NAIROBI, Kenya, Jan 30 – Over 50 years ago Barack Obama Snr boarded a plane for Hawaii on a scholarship that would later lead to the election of the first black President of the United States of America in over two centuries of independence.
Now 50 of Kenya’s most promising young leaders, under the auspices of President Barack Obama, will have a similar opportunity to learn about what makes, what has been touted as the world’s greatest democracy, tick.
This is through what has been dubbed the Washington Fellowship for Young African Leaders.
The flagship programme which will last for six weeks between June and July will instruct 500 Africans, mainly between the ages of 25 and 35, in the three areas of Civic Leadership, Public Management and Business and Entrepreneurship.

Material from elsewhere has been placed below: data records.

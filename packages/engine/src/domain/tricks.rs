//! Card play and trick resolution. Callers validate first; nothing here
//! re-checks legality.

use tracing::debug;

use super::cards_logic::lead_wins;
use super::scoring::{detect_winner, finish_game, refresh_scores};
use super::state::{other_seat, GameState, Phase, PlayerId, Seat};
use crate::domain::Card;

/// Result of playing a card, describing what state changes occurred.
#[derive(Debug, Clone, PartialEq, Eq)]
pub struct PlayCardResult {
    /// Whether the card completed a trick.
    pub trick_completed: bool,
    /// Winner of the completed trick, if one was completed.
    pub trick_winner: Option<PlayerId>,
    /// Whether each player drew a card after the trick.
    pub drew: bool,
    /// Phase transitioned to, if any.
    pub phase_transitioned: Option<Phase>,
}

/// Play `card` from `seat`'s hand into the current trick.
pub fn play_card(state: &mut GameState, seat: Seat, card: Card, target_score: u16) -> PlayCardResult {
    let hand = &mut state.players[seat].hand;
    if let Some(pos) = hand.iter().position(|&c| c == card) {
        hand.remove(pos);
    }

    if state.current_trick.lead_card.is_none() {
        state.current_trick.lead_card = Some(card);
        state.current_player_id = state.players[other_seat(seat)].id.clone();
        return PlayCardResult {
            trick_completed: false,
            trick_winner: None,
            drew: false,
            phase_transitioned: None,
        };
    }

    state.current_trick.follow_card = Some(card);
    resolve_trick(state, seat, target_score)
}

/// Resolve a two-card trick whose follow card was just played by `follower`.
fn resolve_trick(state: &mut GameState, follower: Seat, target_score: u16) -> PlayCardResult {
    let leader = other_seat(follower);
    let (Some(lead), Some(follow)) = (state.current_trick.lead_card, state.current_trick.follow_card)
    else {
        return PlayCardResult {
            trick_completed: false,
            trick_winner: None,
            drew: false,
            phase_transitioned: None,
        };
    };

    let winner = if lead_wins(lead, follow, state.trump_suit) {
        leader
    } else {
        follower
    };
    let loser = other_seat(winner);
    let winner_id = state.players[winner].id.clone();

    state.players[winner].tricks.extend([lead, follow]);
    refresh_scores(state);

    let mut finished = std::mem::take(&mut state.current_trick);
    finished.winner = Some(winner_id.clone());
    state.trick_history.push(finished);

    let drew = draw_after_trick(state, winner, loser);
    state.current_player_id = winner_id.clone();

    debug!(
        game_id = %state.id,
        %lead,
        %follow,
        winner = %winner_id,
        drew,
        talon = state.talon_size(),
        "Trick resolved"
    );

    let mut result = PlayCardResult {
        trick_completed: true,
        trick_winner: Some(winner_id),
        drew,
        phase_transitioned: None,
    };

    if let Some(game_winner) = detect_winner(state, target_score) {
        finish_game(state, game_winner);
        result.phase_transitioned = Some(Phase::Finished);
    }

    result
}

/// Winner draws first, then the loser. The face-up trump card is the last
/// card of the talon, so it goes to the loser of the trick that empties it.
fn draw_after_trick(state: &mut GameState, winner: Seat, loser: Seat) -> bool {
    if state.talon_closed || state.talon_size() < 2 {
        return false;
    }
    for seat in [winner, loser] {
        if let Some(card) = draw_one(state) {
            state.players[seat].hand.push(card);
        }
    }
    true
}

fn draw_one(state: &mut GameState) -> Option<Card> {
    if state.deck.is_empty() {
        state.trump_card.take()
    } else {
        Some(state.deck.remove(0))
    }
}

“We have received over 2,500 applications and it’s going to be tough whittling them down to 50 but hopefully we’ll have more slots available next year. Even the folks in Washington were astounded by the interest YALI has generated,” America’s Ambassador to Kenya Robert Godec told Capital FM News.
Out of the 500, a select 100 will have the added benefit of an eight week internship in the USA while the various embassies endeavour to place the remaining 400 locally.

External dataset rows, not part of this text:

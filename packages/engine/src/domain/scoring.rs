//! Score derivation, game-end detection, and the final result.

use serde::{Deserialize, Serialize};

use super::cards_logic::calculate_points;
use super::rules::game_points_for_loser;
use super::state::{other_seat, GameState, Phase, Player, PlayerId, Seat};

/// `points(tricks) + announcements`. The only definition of a player's score.
pub fn recompute_score(player: &Player) -> u16 {
    calculate_points(&player.tricks).saturating_add(player.announcements)
}

/// Refresh both players' stored scores from their piles.
pub fn refresh_scores(state: &mut GameState) {
    for p in state.players.iter_mut() {
        p.score = recompute_score(p);
    }
}

/// Final outcome, available once the game is finished.
#[derive(Debug, Clone, PartialEq, Eq, Serialize, Deserialize)]
pub struct GameResult {
    pub winner_id: PlayerId,
    pub loser_id: PlayerId,
    pub winner_score: u16,
    pub loser_score: u16,
    /// 1 (plain), 2 (Schneider), or 3 (Schwarz).
    pub game_points: u8,
}

/// Who, if anyone, has won after a trick resolved.
///
/// Reaching `target_score` wins at once, checking seat 0 first. Otherwise,
/// once both hands are empty the higher score wins; equal scores go to the
/// winner of the final trick.
pub fn detect_winner(state: &GameState, target_score: u16) -> Option<Seat> {
    if let Some(seat) = state
        .players
        .iter()
        .position(|p| p.score >= target_score)
    {
        return Some(seat);
    }

    if state.players.iter().all(|p| p.hand.is_empty()) {
        let [first, second] = &state.players;
        let seat = match first.score.cmp(&second.score) {
            std::cmp::Ordering::Greater => 0,
            std::cmp::Ordering::Less => 1,
            std::cmp::Ordering::Equal => last_trick_winner(state).unwrap_or(0),
        };
        return Some(seat);
    }

    None
}

fn last_trick_winner(state: &GameState) -> Option<Seat> {
    state
        .trick_history
        .last()
        .and_then(|t| t.winner.as_ref())
        .and_then(|id| state.seat_of(id))
}

/// Mark the game finished with `winner` and grade the win by the loser's score.
pub fn finish_game(state: &mut GameState, winner: Seat) {
    let loser_score = state.players[other_seat(winner)].score;
    state.phase = Phase::Finished;
    state.winner_id = Some(state.players[winner].id.clone());
    state.winner_points = game_points_for_loser(loser_score);
}

pub fn game_result(state: &GameState) -> Option<GameResult> {
    if state.phase != Phase::Finished {
        return None;
    }
    let winner_id = state.winner_id.as_ref()?;
    let winner = state.player(winner_id)?;
    let loser = state.opponent(winner_id)?;
    Some(GameResult {
        winner_id: winner.id.clone(),
        loser_id: loser.id.clone(),
        winner_score: winner.score,
        loser_score: loser.score,
        game_points: state.winner_points,
    })
}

“We’ve reached out to the privates sector and non-governmental bodies locally to help secure internships and even seed money for the fellows in the hopes of helping them meet their full potential,” Godec said.
At the end of the six weeks, all the fellows will have the opportunity to dine with President Obama in a summit that will be the culmination of the fellowship.
“This is something President Obama in particular is passionate about. As you know he is committed to supporting youth and providing youth with opportunities to support their countries,” Mark Feierstein the associate administrator at the US Agency for International Development enthused to Capital FM News.
Obama, who went to Harvard like his father and became the first black Harvard Law Review president, spent the early years of his career as a Community Organiser in Chicago before making his first ever trip to Kenya in search of the heritage his father left him.
The fellowship applicants were therefore required to demonstrate a history of community and volunteer work.
President Obama announced the initiative in June of 2013 on a tour of Africa and given his father was a beneficiary of the 1959 Tom Mboya airlifts, it came as no surprise.
“I had things to learn in law school, things that would help me bring about real change…That’s the story I had been telling myself, the same story I imagined my father telling himself 28 years before as he boarded the plane to America, the land of dreams,” an excerpt from Obama’s book, Dreams from my father.